┌─ Data shown
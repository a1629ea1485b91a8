//! Embedding client abstraction and adapters.
//!
//! One strategy is selected per deployment through `EMBEDDING_PROVIDER`; chunk and question
//! vectors therefore always come from the same vector space.

mod gemini;
mod hashing;
#[cfg(feature = "local-model")]
mod local;
mod ollama;
pub mod pooling;

use crate::config::{Config, EmbeddingProvider};
use crate::upstream::RetryPolicy;
use async_trait::async_trait;
use thiserror::Error;

pub use gemini::GeminiEmbeddingClient;
pub use hashing::HashingEmbeddingClient;
#[cfg(feature = "local-model")]
pub use local::LocalModelClient;
pub use ollama::OllamaEmbeddingClient;

/// Dimension used by the hashing embedder when no model dictates one.
pub const HASHING_DIMENSION: usize = 384;

/// Errors raised by embedding providers.
#[derive(Debug, Error)]
pub enum EmbeddingClientError {
    /// Input text was empty after trimming.
    #[error("cannot embed empty text")]
    EmptyInput,
    /// Transport failed or timed out before a response arrived.
    #[error("embedding request failed: {0}")]
    Request(String),
    /// Provider answered with a non-success status.
    #[error("embedding provider returned {status}: {body}")]
    UnexpectedStatus {
        /// HTTP status reported by the provider.
        status: u16,
        /// Response body captured for diagnostics.
        body: String,
    },
    /// Provider response lacked the expected vector field.
    #[error("malformed embedding response: {0}")]
    InvalidResponse(String),
    /// Local model failed to load or run.
    #[error("local embedding model failed: {0}")]
    Model(String),
}

impl From<reqwest::Error> for EmbeddingClientError {
    fn from(error: reqwest::Error) -> Self {
        Self::Request(error.to_string())
    }
}

/// Interface implemented by embedding backends.
///
/// Every call is independent and stateless so callers can fan out freely.
#[async_trait]
pub trait EmbeddingClient: Send + Sync {
    /// Produce a single embedding vector for `text`.
    async fn embed(&self, text: &str) -> Result<Vec<f32>, EmbeddingClientError>;
}

#[async_trait]
impl<T: EmbeddingClient + ?Sized> EmbeddingClient for std::sync::Arc<T> {
    async fn embed(&self, text: &str) -> Result<Vec<f32>, EmbeddingClientError> {
        (**self).embed(text).await
    }
}

/// Build an embedding client suitable for the supplied configuration.
pub fn get_embedding_client(
    config: &Config,
) -> Result<Box<dyn EmbeddingClient>, EmbeddingClientError> {
    let retry = RetryPolicy::new(config.upstream_max_retries);
    let client: Box<dyn EmbeddingClient> = match config.embedding_provider {
        EmbeddingProvider::Gemini => {
            let api_key = config.gemini_api_key.clone().ok_or_else(|| {
                EmbeddingClientError::Request("GEMINI_API_KEY is not configured".into())
            })?;
            Box::new(GeminiEmbeddingClient::new(
                &config.gemini_api_url,
                api_key,
                &config.embedding_model,
                config.embedding_timeout(),
                retry,
            )?)
        }
        EmbeddingProvider::Ollama => Box::new(OllamaEmbeddingClient::new(
            &config.ollama_url,
            &config.embedding_model,
            config.embedding_timeout(),
        )?),
        EmbeddingProvider::Local => local_client(config)?,
        EmbeddingProvider::Hash => Box::new(HashingEmbeddingClient::new(HASHING_DIMENSION)),
    };
    tracing::info!(
        provider = ?config.embedding_provider,
        model = %config.embedding_model,
        "Embedding client initialized"
    );
    Ok(client)
}

#[cfg(feature = "local-model")]
fn local_client(config: &Config) -> Result<Box<dyn EmbeddingClient>, EmbeddingClientError> {
    let dir = config
        .local_model_dir
        .as_deref()
        .ok_or_else(|| EmbeddingClientError::Model("LOCAL_MODEL_DIR is not configured".into()))?;
    Ok(Box::new(LocalModelClient::load(dir)?))
}

#[cfg(not(feature = "local-model"))]
fn local_client(_config: &Config) -> Result<Box<dyn EmbeddingClient>, EmbeddingClientError> {
    Err(EmbeddingClientError::Model(
        "built without the `local-model` feature".into(),
    ))
}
└─
**Task brief**
Quote the data above in full, changing nothing.

**Exercise answer**
repository a1629ea1485b91a8
//! Embedding client abstraction and adapters.
//!
//! One strategy is selected per deployment through `EMBEDDING_PROVIDER`; chunk and question
//! vectors therefore always come from the same vector space.

mod gemini;
mod hashing;
#[cfg(feature = "local-model")]
mod local;
mod ollama;
pub mod pooling;

use crate::config::{Config, EmbeddingProvider};
use crate::upstream::RetryPolicy;
use async_trait::async_trait;
use thiserror::Error;

pub use gemini::GeminiEmbeddingClient;
pub use hashing::HashingEmbeddingClient;
#[cfg(feature = "local-model")]
pub use local::LocalModelClient;
pub use ollama::OllamaEmbeddingClient;

/// Dimension used by the hashing embedder when no model dictates one.
pub const HASHING_DIMENSION: usize = 384;

/// Errors raised by embedding providers.
#[derive(Debug, Error)]
pub enum EmbeddingClientError {
    /// Input text was empty after trimming.
    #[error("cannot embed empty text")]
    EmptyInput,
    /// Transport failed or timed out before a response arrived.
    #[error("embedding request failed: {0}")]
    Request(String),
    /// Provider answered with a non-success status.
    #[error("embedding provider returned {status}: {body}")]
    UnexpectedStatus {
        /// HTTP status reported by the provider.
        status: u16,
        /// Response body captured for diagnostics.
        body: String,
    },
    /// Provider response lacked the expected vector field.
    #[error("malformed embedding response: {0}")]
    InvalidResponse(String),
    /// Local model failed to load or run.
    #[error("local embedding model failed: {0}")]
    Model(String),
}

impl From<reqwest::Error> for EmbeddingClientError {
    fn from(error: reqwest::Error) -> Self {
        Self::Request(error.to_string())
    }
}

/// Interface implemented by embedding backends.
///
/// Every call is independent and stateless so callers can fan out freely.
#[async_trait]
pub trait EmbeddingClient: Send + Sync {
    /// Produce a single embedding vector for `text`.
    async fn embed(&self, text: &str) -> Result<Vec<f32>, EmbeddingClientError>;
}

#[async_trait]
impl<T: EmbeddingClient + ?Sized> EmbeddingClient for std::sync::Arc<T> {
    async fn embed(&self, text: &str) -> Result<Vec<f32>, EmbeddingClientError> {
        (**self).embed(text).await
    }
}

/// Build an embedding client suitable for the supplied configuration.
pub fn get_embedding_client(
    config: &Config,
) -> Result<Box<dyn EmbeddingClient>, EmbeddingClientError> {
    let retry = RetryPolicy::new(config.upstream_max_retries);
    let client: Box<dyn EmbeddingClient> = match config.embedding_provider {
        EmbeddingProvider::Gemini => {
            let api_key = config.gemini_api_key.clone().ok_or_else(|| {
                EmbeddingClientError::Request("GEMINI_API_KEY is not configured".into())
            })?;
            Box::new(GeminiEmbeddingClient::new(
                &config.gemini_api_url,
                api_key,
                &config.embedding_model,
                config.embedding_timeout(),
                retry,
            )?)
        }
        EmbeddingProvider::Ollama => Box::new(OllamaEmbeddingClient::new(
            &config.ollama_url,
            &config.embedding_model,
            config.embedding_timeout(),
        )?),
        EmbeddingProvider::Local => local_client(config)?,
        EmbeddingProvider::Hash => Box::new(HashingEmbeddingClient::new(HASHING_DIMENSION)),
    };
    tracing::info!(
        provider = ?config.embedding_provider,
        model = %config.embedding_model,
        "Embedding client initialized"
    );
    Ok(client)
}

#[cfg(feature = "local-model")]
fn local_client(config: &Config) -> Result<Box<dyn EmbeddingClient>, EmbeddingClientError> {
    let dir = config
        .local_model_dir
        .as_deref()
        .ok_or_else(|| EmbeddingClientError::Model("LOCAL_MODEL_DIR is not configured".into()))?;
    Ok(Box::new(LocalModelClient::load(dir)?))
}

#[cfg(not(feature = "local-model"))]
fn local_client(_config: &Config) -> Result<Box<dyn EmbeddingClient>, EmbeddingClientError> {
    Err(EmbeddingClientError::Model(
        "built without the `local-model` feature".into(),
    ))
}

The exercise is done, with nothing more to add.